### INSTRUCTIONS TO FOLLOW
Everything in the listing below must be set down again exactly.

### DATA UNDER STUDY

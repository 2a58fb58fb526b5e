// Copyright 2026 Layne Penney
// SPDX-License-Identifier: AGPL-3.0-or-later

//! Minimal stdio tool-server used by the integration tests.
//!
//! Advertises the tools named with `--tool` and answers every call by
//! echoing its arguments. Special tool names:
//!
//! - `exit`: terminate the process without replying (after `afterMs`)
//! - `add_tool`: advertise one more tool (`name`) and announce the change
//!
//! Calls are answered concurrently, so replies may arrive out of order.

use std::sync::Arc;
use std::time::Duration;

use clap::{Parser, ValueEnum};
use parking_lot::Mutex;
use serde_json::{json, Value};
use tokio::io::{AsyncWriteExt, BufReader};
use tokio::sync::mpsc;

use toolbridge::config::StdioFraming;
use toolbridge::protocol::{self, methods, Incoming, Request, RpcError};
use toolbridge::transport::framing::{encode_frame, read_frame};

#[derive(Parser)]
#[command(name = "echo-tool", about = "Echo tool-server for tests")]
struct Args {
    /// Tool to advertise (repeatable)
    #[arg(long = "tool", default_values_t = vec!["echo".to_string()])]
    tools: Vec<String>,

    /// Delay before answering each tools/call
    #[arg(long, default_value_t = 0)]
    delay_ms: u64,

    /// Tools per tools/list page (0 = one page)
    #[arg(long, default_value_t = 0)]
    page_size: usize,

    /// Frame delimiting on stdin/stdout
    #[arg(long, value_enum, default_value = "newline")]
    framing: Framing,
}

#[derive(Clone, Copy, ValueEnum)]
enum Framing {
    Newline,
    ContentLength,
}

impl From<Framing> for StdioFraming {
    fn from(framing: Framing) -> Self {
        match framing {
            Framing::Newline => StdioFraming::Newline,
            Framing::ContentLength => StdioFraming::ContentLength,
        }
    }
}

struct Server {
    tools: Mutex<Vec<String>>,
    delay: Duration,
    page_size: usize,
    out: mpsc::Sender<Vec<u8>>,
}

#[tokio::main]
async fn main() -> anyhow::Result<()> {
    let args = Args::parse();
    let framing: StdioFraming = args.framing.into();

    let (out, mut outbox) = mpsc::channel::<Vec<u8>>(64);
    let writer = tokio::spawn(async move {
        let mut stdout = tokio::io::stdout();
        while let Some(body) = outbox.recv().await {
            if stdout.write_all(&encode_frame(framing, &body)).await.is_err() {
                break;
            }
            let _ = stdout.flush().await;
        }
    });

    let server = Arc::new(Server {
        tools: Mutex::new(args.tools),
        delay: Duration::from_millis(args.delay_ms),
        page_size: args.page_size,
        out,
    });
    eprintln!("echo-tool ready");

    let mut stdin = BufReader::new(tokio::io::stdin());
    while let Some(frame) = read_frame(&mut stdin, framing).await? {
        match protocol::decode(&frame) {
            Ok(Incoming::Request(request)) => {
                let server = Arc::clone(&server);
                tokio::spawn(async move { server.handle(request).await });
            }
            Ok(_) => {}
            Err(e) => eprintln!("echo-tool: dropping frame: {}", e),
        }
    }

    drop(server);
    let _ = writer.await;
    Ok(())
}

impl Server {
    async fn handle(&self, request: Request) {
        let outcome = match request.method.as_str() {
            methods::INITIALIZE => Ok(json!({
                "protocolVersion": methods::PROTOCOL_VERSION,
                "capabilities": {"tools": {"listChanged": true}},
                "serverInfo": {"name": "echo-tool", "version": env!("CARGO_PKG_VERSION")},
            })),
            methods::TOOLS_LIST => Ok(self.list_page(request.params.as_ref())),
            methods::PING => Ok(json!({})),
            methods::TOOLS_CALL => self.call(request.params.unwrap_or(Value::Null)).await,
            other => Err(RpcError::method_not_found(other)),
        };
        if let Ok(body) = protocol::encode_response(&request.id, &outcome) {
            let _ = self.out.send(body).await;
        }
    }

    fn list_page(&self, params: Option<&Value>) -> Value {
        let tools = self.tools.lock().clone();
        let start = params
            .and_then(|p| p.get("cursor"))
            .and_then(Value::as_str)
            .and_then(|c| c.parse::<usize>().ok())
            .unwrap_or(0)
            .min(tools.len());
        let end = if self.page_size == 0 {
            tools.len()
        } else {
            (start + self.page_size).min(tools.len())
        };

        let page: Vec<Value> = tools[start..end]
            .iter()
            .map(|name| {
                json!({
                    "name": name,
                    "description": format!("Echoes its arguments ({})", name),
                    "inputSchema": {"type": "object", "properties": {"path": {"type": "string"}}},
                })
            })
            .collect();

        let mut result = json!({ "tools": page });
        if end < tools.len() {
            result["nextCursor"] = json!(end.to_string());
        }
        result
    }

    async fn call(&self, params: Value) -> Result<Value, RpcError> {
        let name = params
            .get("name")
            .and_then(Value::as_str)
            .unwrap_or_default()
            .to_string();
        let arguments = params.get("arguments").cloned().unwrap_or_else(|| json!({}));

        if !self.tools.lock().contains(&name) {
            return Err(RpcError::new(
                RpcError::INVALID_PARAMS,
                format!("unknown tool: {}", name),
            ));
        }

        let delay = arguments
            .get("delayMs")
            .and_then(Value::as_u64)
            .map(Duration::from_millis)
            .unwrap_or(self.delay);
        tokio::time::sleep(delay).await;

        match name.as_str() {
            "exit" => {
                let after = arguments.get("afterMs").and_then(Value::as_u64).unwrap_or(0);
                tokio::time::sleep(Duration::from_millis(after)).await;
                std::process::exit(3);
            }
            "add_tool" => {
                let added = arguments
                    .get("name")
                    .and_then(Value::as_str)
                    .unwrap_or("extra")
                    .to_string();
                self.tools.lock().push(added.clone());
                if let Ok(body) = protocol::encode_notification(methods::TOOLS_LIST_CHANGED, None) {
                    let _ = self.out.send(body).await;
                }
                Ok(json!({
                    "content": [{"type": "text", "text": format!("added {}", added)}],
                }))
            }
            _ => Ok(json!({
                "content": [{"type": "text", "text": arguments.to_string()}],
                "tool": name,
                "arguments": arguments,
            })),
        }
    }
}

### ANSWER FOR THIS EXERCISE
repository 2a58fb58fb526b5e
// Copyright 2026 Layne Penney
// SPDX-License-Identifier: AGPL-3.0-or-later

//! Minimal stdio tool-server used by the integration tests.
//!
//! Advertises the tools named with `--tool` and answers every call by
//! echoing its arguments. Special tool names:
//!
//! - `exit`: terminate the process without replying (after `afterMs`)
//! - `add_tool`: advertise one more tool (`name`) and announce the change
//!
//! Calls are answered concurrently, so replies may arrive out of order.

use std::sync::Arc;
use std::time::Duration;

use clap::{Parser, ValueEnum};
use parking_lot::Mutex;
use serde_json::{json, Value};
use tokio::io::{AsyncWriteExt, BufReader};
use tokio::sync::mpsc;

use toolbridge::config::StdioFraming;
use toolbridge::protocol::{self, methods, Incoming, Request, RpcError};
use toolbridge::transport::framing::{encode_frame, read_frame};

#[derive(Parser)]
#[command(name = "echo-tool", about = "Echo tool-server for tests")]
struct Args {
    /// Tool to advertise (repeatable)
    #[arg(long = "tool", default_values_t = vec!["echo".to_string()])]
    tools: Vec<String>,

    /// Delay before answering each tools/call
    #[arg(long, default_value_t = 0)]
    delay_ms: u64,

    /// Tools per tools/list page (0 = one page)
    #[arg(long, default_value_t = 0)]
    page_size: usize,

    /// Frame delimiting on stdin/stdout
    #[arg(long, value_enum, default_value = "newline")]
    framing: Framing,
}

#[derive(Clone, Copy, ValueEnum)]
enum Framing {
    Newline,
    ContentLength,
}

impl From<Framing> for StdioFraming {
    fn from(framing: Framing) -> Self {
        match framing {
            Framing::Newline => StdioFraming::Newline,
            Framing::ContentLength => StdioFraming::ContentLength,
        }
    }
}

struct Server {
    tools: Mutex<Vec<String>>,
    delay: Duration,
    page_size: usize,
    out: mpsc::Sender<Vec<u8>>,
}

#[tokio::main]
async fn main() -> anyhow::Result<()> {
    let args = Args::parse();
    let framing: StdioFraming = args.framing.into();

    let (out, mut outbox) = mpsc::channel::<Vec<u8>>(64);
    let writer = tokio::spawn(async move {
        let mut stdout = tokio::io::stdout();
        while let Some(body) = outbox.recv().await {
            if stdout.write_all(&encode_frame(framing, &body)).await.is_err() {
                break;
            }
            let _ = stdout.flush().await;
        }
    });

    let server = Arc::new(Server {
        tools: Mutex::new(args.tools),
        delay: Duration::from_millis(args.delay_ms),
        page_size: args.page_size,
        out,
    });
    eprintln!("echo-tool ready");

    let mut stdin = BufReader::new(tokio::io::stdin());
    while let Some(frame) = read_frame(&mut stdin, framing).await? {
        match protocol::decode(&frame) {
            Ok(Incoming::Request(request)) => {
                let server = Arc::clone(&server);
                tokio::spawn(async move { server.handle(request).await });
            }
            Ok(_) => {}
            Err(e) => eprintln!("echo-tool: dropping frame: {}", e),
        }
    }

    drop(server);
    let _ = writer.await;
    Ok(())
}

impl Server {
    async fn handle(&self, request: Request) {
        let outcome = match request.method.as_str() {
            methods::INITIALIZE => Ok(json!({
                "protocolVersion": methods::PROTOCOL_VERSION,
                "capabilities": {"tools": {"listChanged": true}},
                "serverInfo": {"name": "echo-tool", "version": env!("CARGO_PKG_VERSION")},
            })),
            methods::TOOLS_LIST => Ok(self.list_page(request.params.as_ref())),
            methods::PING => Ok(json!({})),
            methods::TOOLS_CALL => self.call(request.params.unwrap_or(Value::Null)).await,
            other => Err(RpcError::method_not_found(other)),
        };
        if let Ok(body) = protocol::encode_response(&request.id, &outcome) {
            let _ = self.out.send(body).await;
        }
    }

    fn list_page(&self, params: Option<&Value>) -> Value {
        let tools = self.tools.lock().clone();
        let start = params
            .and_then(|p| p.get("cursor"))
            .and_then(Value::as_str)
            .and_then(|c| c.parse::<usize>().ok())
            .unwrap_or(0)
            .min(tools.len());
        let end = if self.page_size == 0 {
            tools.len()
        } else {
            (start + self.page_size).min(tools.len())
        };

        let page: Vec<Value> = tools[start..end]
            .iter()
            .map(|name| {
                json!({
                    "name": name,
                    "description": format!("Echoes its arguments ({})", name),
                    "inputSchema": {"type": "object", "properties": {"path": {"type": "string"}}},
                })
            })
            .collect();

        let mut result = json!({ "tools": page });
        if end < tools.len() {
            result["nextCursor"] = json!(end.to_string());
        }
        result
    }

    async fn call(&self, params: Value) -> Result<Value, RpcError> {
        let name = params
            .get("name")
            .and_then(Value::as_str)
            .unwrap_or_default()
            .to_string();
        let arguments = params.get("arguments").cloned().unwrap_or_else(|| json!({}));

        if !self.tools.lock().contains(&name) {
            return Err(RpcError::new(
                RpcError::INVALID_PARAMS,
                format!("unknown tool: {}", name),
            ));
        }

        let delay = arguments
            .get("delayMs")
            .and_then(Value::as_u64)
            .map(Duration::from_millis)
            .unwrap_or(self.delay);
        tokio::time::sleep(delay).await;

        match name.as_str() {
            "exit" => {
                let after = arguments.get("afterMs").and_then(Value::as_u64).unwrap_or(0);
                tokio::time::sleep(Duration::from_millis(after)).await;
                std::process::exit(3);
            }
            "add_tool" => {
                let added = arguments
                    .get("name")
                    .and_then(Value::as_str)
                    .unwrap_or("extra")
                    .to_string();
                self.tools.lock().push(added.clone());
                if let Ok(body) = protocol::encode_notification(methods::TOOLS_LIST_CHANGED, None) {
                    let _ = self.out.send(body).await;
                }
                Ok(json!({
                    "content": [{"type": "text", "text": format!("added {}", added)}],
                }))
            }
            _ => Ok(json!({
                "content": [{"type": "text", "text": arguments.to_string()}],
                "tool": name,
                "arguments": arguments,
            })),
        }
    }
}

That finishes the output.